## Stored data:
---
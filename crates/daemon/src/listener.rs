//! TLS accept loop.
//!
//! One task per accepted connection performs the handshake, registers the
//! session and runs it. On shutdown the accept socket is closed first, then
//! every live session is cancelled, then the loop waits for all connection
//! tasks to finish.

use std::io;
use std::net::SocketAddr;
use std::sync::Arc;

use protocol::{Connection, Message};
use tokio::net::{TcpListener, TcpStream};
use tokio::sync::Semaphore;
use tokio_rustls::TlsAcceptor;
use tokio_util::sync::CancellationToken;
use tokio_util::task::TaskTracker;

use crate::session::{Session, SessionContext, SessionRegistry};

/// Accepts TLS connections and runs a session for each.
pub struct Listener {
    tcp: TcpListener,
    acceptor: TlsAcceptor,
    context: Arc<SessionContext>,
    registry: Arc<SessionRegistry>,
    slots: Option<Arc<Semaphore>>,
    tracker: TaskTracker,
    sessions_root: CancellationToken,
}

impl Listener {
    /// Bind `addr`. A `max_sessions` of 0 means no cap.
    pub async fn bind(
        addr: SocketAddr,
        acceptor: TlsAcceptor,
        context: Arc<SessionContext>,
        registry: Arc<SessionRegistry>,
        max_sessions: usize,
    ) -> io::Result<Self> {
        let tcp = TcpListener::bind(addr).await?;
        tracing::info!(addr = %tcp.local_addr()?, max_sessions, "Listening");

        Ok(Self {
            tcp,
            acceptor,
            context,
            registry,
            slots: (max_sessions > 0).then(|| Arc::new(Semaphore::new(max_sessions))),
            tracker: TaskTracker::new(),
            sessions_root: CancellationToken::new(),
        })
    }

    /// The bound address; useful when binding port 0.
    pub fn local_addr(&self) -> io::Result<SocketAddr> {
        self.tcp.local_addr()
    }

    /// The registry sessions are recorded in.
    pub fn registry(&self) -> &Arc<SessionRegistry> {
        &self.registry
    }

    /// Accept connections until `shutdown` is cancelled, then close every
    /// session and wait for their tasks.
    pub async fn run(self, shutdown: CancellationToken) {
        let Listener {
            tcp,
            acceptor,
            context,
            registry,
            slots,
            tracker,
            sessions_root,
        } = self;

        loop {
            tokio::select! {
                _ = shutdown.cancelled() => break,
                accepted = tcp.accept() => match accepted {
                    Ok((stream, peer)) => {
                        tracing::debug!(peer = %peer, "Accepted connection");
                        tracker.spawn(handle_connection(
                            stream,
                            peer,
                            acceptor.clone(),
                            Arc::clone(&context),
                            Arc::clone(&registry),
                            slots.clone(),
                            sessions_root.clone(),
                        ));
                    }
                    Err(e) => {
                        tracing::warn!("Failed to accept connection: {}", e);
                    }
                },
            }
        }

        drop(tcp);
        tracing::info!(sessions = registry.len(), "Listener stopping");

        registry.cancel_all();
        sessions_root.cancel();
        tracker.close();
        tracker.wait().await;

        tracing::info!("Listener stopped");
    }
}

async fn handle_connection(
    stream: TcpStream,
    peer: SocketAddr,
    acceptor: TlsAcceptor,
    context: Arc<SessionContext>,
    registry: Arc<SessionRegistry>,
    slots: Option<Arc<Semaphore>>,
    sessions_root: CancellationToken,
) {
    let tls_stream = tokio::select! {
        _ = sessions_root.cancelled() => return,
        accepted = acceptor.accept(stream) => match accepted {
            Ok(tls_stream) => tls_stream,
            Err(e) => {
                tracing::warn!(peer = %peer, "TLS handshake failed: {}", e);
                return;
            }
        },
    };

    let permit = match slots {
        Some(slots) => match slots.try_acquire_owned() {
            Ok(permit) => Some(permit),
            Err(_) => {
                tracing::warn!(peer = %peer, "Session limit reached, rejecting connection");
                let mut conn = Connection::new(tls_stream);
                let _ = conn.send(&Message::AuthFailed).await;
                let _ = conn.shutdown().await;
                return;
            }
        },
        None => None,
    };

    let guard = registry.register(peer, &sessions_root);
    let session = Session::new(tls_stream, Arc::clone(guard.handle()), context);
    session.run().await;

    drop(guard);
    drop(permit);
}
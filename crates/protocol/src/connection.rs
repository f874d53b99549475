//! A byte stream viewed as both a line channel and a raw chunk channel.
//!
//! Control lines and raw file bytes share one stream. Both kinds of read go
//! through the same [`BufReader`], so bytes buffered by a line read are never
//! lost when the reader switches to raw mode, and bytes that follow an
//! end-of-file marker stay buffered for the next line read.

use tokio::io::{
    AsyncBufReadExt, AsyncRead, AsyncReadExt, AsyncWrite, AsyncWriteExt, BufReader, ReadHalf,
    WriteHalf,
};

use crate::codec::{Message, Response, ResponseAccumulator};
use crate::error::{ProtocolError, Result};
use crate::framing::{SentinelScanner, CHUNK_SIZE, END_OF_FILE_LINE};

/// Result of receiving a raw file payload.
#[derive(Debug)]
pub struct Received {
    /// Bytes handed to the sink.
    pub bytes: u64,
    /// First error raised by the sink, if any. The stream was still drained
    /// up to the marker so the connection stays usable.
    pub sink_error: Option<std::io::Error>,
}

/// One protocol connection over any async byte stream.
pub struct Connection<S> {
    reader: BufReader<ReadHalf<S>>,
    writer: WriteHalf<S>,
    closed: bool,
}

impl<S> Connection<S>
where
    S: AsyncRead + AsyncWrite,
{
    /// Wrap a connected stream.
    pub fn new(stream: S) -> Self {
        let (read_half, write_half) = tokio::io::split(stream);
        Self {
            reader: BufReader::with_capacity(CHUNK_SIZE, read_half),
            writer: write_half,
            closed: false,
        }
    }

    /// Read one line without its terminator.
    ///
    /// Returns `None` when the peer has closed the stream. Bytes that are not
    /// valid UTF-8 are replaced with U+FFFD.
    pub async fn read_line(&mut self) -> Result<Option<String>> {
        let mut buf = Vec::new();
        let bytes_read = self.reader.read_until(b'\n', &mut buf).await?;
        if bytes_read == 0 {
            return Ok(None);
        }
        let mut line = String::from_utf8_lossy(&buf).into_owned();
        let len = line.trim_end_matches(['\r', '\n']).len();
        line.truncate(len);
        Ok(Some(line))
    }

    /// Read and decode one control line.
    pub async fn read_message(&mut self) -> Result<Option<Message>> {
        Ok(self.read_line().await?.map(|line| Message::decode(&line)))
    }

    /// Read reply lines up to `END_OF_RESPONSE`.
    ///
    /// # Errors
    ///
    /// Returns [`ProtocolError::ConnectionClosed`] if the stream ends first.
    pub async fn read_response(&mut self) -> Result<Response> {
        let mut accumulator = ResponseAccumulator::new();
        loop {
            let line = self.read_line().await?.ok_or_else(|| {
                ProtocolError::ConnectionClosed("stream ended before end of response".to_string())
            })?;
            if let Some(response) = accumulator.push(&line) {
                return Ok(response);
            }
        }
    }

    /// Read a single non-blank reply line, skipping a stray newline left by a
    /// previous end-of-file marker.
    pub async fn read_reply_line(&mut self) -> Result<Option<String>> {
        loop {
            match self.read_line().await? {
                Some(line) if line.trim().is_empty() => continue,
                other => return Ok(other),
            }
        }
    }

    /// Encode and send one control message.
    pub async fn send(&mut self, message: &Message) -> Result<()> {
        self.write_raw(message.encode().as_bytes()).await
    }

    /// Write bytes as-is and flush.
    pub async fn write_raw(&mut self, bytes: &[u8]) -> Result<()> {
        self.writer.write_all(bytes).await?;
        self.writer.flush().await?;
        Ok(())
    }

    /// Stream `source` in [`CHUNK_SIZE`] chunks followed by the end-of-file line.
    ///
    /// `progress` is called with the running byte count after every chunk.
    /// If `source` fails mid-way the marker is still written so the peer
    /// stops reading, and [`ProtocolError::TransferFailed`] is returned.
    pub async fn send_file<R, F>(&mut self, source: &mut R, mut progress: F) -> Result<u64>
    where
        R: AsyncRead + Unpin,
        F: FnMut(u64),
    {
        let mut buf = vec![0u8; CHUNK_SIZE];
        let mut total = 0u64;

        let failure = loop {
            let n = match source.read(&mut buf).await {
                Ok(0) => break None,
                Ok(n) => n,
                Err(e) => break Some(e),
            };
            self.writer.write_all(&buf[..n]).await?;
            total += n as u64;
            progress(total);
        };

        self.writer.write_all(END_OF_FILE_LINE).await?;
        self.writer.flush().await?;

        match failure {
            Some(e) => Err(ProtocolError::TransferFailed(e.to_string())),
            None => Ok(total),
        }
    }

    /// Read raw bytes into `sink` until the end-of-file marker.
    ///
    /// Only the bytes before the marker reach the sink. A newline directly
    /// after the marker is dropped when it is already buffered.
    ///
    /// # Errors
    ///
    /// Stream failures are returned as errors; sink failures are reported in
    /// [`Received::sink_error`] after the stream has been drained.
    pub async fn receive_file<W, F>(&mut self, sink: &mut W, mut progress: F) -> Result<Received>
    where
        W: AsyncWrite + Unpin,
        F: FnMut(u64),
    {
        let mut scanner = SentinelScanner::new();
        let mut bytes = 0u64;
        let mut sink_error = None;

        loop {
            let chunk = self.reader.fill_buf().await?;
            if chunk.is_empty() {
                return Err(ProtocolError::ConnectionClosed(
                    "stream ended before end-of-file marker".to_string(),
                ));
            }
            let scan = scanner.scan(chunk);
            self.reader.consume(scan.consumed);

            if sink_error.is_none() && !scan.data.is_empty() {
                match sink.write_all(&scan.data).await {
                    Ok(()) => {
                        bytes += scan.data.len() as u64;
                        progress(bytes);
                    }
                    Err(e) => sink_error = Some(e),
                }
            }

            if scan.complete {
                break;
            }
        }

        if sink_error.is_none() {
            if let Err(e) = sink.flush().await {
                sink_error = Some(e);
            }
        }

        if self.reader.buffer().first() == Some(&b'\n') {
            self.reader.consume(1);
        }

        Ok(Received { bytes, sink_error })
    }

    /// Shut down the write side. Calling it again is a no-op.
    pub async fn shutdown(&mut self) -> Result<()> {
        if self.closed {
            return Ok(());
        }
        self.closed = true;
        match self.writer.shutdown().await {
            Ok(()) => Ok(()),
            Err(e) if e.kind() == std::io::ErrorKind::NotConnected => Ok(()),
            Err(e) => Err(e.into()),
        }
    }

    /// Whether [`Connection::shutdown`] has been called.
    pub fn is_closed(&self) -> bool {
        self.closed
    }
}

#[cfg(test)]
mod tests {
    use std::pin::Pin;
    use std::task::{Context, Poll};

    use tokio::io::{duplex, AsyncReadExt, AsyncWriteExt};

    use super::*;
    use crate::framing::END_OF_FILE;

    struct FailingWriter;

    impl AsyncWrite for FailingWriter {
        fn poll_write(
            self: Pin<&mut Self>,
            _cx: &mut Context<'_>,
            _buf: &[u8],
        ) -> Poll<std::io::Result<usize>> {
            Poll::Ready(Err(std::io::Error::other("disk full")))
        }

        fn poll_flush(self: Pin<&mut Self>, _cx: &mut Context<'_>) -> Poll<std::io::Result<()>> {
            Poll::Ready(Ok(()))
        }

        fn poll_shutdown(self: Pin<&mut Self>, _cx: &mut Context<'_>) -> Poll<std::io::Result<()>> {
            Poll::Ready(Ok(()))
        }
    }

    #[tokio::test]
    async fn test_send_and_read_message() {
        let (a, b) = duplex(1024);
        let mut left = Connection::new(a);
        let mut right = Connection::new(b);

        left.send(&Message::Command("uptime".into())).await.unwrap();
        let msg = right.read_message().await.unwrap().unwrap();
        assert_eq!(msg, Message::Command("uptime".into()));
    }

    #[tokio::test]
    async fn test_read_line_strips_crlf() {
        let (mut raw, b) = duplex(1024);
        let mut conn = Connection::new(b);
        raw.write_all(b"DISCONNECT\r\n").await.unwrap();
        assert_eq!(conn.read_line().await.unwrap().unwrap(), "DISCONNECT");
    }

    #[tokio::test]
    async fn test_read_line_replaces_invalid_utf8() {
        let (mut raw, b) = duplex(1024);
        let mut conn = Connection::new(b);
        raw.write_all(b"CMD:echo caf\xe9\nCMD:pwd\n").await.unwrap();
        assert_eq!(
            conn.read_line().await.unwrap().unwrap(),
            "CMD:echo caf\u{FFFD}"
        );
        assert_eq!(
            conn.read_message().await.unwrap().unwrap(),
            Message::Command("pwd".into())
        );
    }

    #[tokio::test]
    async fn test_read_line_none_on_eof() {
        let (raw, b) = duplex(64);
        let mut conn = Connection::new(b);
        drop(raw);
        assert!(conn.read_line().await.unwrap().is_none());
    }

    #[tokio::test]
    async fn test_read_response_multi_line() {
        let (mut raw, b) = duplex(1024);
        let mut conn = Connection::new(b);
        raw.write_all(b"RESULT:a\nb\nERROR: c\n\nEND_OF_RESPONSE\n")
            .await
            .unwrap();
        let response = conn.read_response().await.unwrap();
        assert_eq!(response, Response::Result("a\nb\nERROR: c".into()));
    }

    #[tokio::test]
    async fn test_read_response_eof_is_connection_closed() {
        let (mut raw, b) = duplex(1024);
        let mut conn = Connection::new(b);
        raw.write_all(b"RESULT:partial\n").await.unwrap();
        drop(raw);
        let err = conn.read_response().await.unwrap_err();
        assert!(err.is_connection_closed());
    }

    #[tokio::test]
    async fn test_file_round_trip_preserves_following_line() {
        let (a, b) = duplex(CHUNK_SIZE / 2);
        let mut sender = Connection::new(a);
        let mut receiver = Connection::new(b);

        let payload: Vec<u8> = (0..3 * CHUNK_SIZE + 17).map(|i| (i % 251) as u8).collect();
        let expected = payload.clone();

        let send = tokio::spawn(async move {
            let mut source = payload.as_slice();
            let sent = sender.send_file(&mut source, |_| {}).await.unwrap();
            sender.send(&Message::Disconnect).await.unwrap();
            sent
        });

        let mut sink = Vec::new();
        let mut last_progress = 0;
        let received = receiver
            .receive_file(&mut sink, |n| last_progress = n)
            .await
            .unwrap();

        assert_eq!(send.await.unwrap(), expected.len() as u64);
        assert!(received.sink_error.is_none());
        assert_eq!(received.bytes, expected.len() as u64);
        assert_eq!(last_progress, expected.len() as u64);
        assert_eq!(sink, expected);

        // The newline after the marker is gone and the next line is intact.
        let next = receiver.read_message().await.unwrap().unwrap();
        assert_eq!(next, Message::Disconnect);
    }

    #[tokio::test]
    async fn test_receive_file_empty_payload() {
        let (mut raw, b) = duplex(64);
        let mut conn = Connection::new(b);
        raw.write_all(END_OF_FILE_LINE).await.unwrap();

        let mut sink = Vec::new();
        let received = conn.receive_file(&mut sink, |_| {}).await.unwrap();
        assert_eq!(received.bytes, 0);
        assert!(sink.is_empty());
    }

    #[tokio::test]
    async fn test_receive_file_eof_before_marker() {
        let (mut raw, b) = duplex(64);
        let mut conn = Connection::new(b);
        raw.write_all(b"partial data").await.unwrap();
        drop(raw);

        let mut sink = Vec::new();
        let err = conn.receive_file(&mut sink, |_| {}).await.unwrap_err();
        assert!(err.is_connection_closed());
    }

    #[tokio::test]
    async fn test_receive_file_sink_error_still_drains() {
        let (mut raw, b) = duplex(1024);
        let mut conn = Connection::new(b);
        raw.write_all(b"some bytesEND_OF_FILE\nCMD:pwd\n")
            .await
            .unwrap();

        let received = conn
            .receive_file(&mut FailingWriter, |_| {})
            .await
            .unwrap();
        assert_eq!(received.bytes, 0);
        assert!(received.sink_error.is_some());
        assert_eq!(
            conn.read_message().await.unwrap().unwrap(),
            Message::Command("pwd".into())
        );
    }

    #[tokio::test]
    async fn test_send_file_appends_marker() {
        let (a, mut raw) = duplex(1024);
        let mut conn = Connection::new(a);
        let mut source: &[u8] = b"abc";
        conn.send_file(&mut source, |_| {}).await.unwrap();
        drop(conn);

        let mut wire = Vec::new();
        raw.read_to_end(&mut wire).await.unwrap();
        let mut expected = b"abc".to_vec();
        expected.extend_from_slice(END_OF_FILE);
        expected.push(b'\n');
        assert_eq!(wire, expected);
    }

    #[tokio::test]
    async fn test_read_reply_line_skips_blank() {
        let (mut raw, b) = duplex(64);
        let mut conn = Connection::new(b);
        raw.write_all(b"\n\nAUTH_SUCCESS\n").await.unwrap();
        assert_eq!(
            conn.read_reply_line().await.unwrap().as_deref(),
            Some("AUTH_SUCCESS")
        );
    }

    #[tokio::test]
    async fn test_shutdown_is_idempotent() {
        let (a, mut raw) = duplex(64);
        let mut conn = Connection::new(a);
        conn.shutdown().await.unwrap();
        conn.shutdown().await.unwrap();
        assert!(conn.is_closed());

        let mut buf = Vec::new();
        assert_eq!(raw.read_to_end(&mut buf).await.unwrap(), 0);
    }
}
---
## Task goal:
Retrieve every line above holding the word "ProtocolError".

## Answer:
use crate::error::{ProtocolError, Result};
    /// Returns [`ProtocolError::ConnectionClosed`] if the stream ends first.
                ProtocolError::ConnectionClosed("stream ended before end of response".to_string())
    /// stops reading, and [`ProtocolError::TransferFailed`] is returned.
            Some(e) => Err(ProtocolError::TransferFailed(e.to_string())),
                return Err(ProtocolError::ConnectionClosed(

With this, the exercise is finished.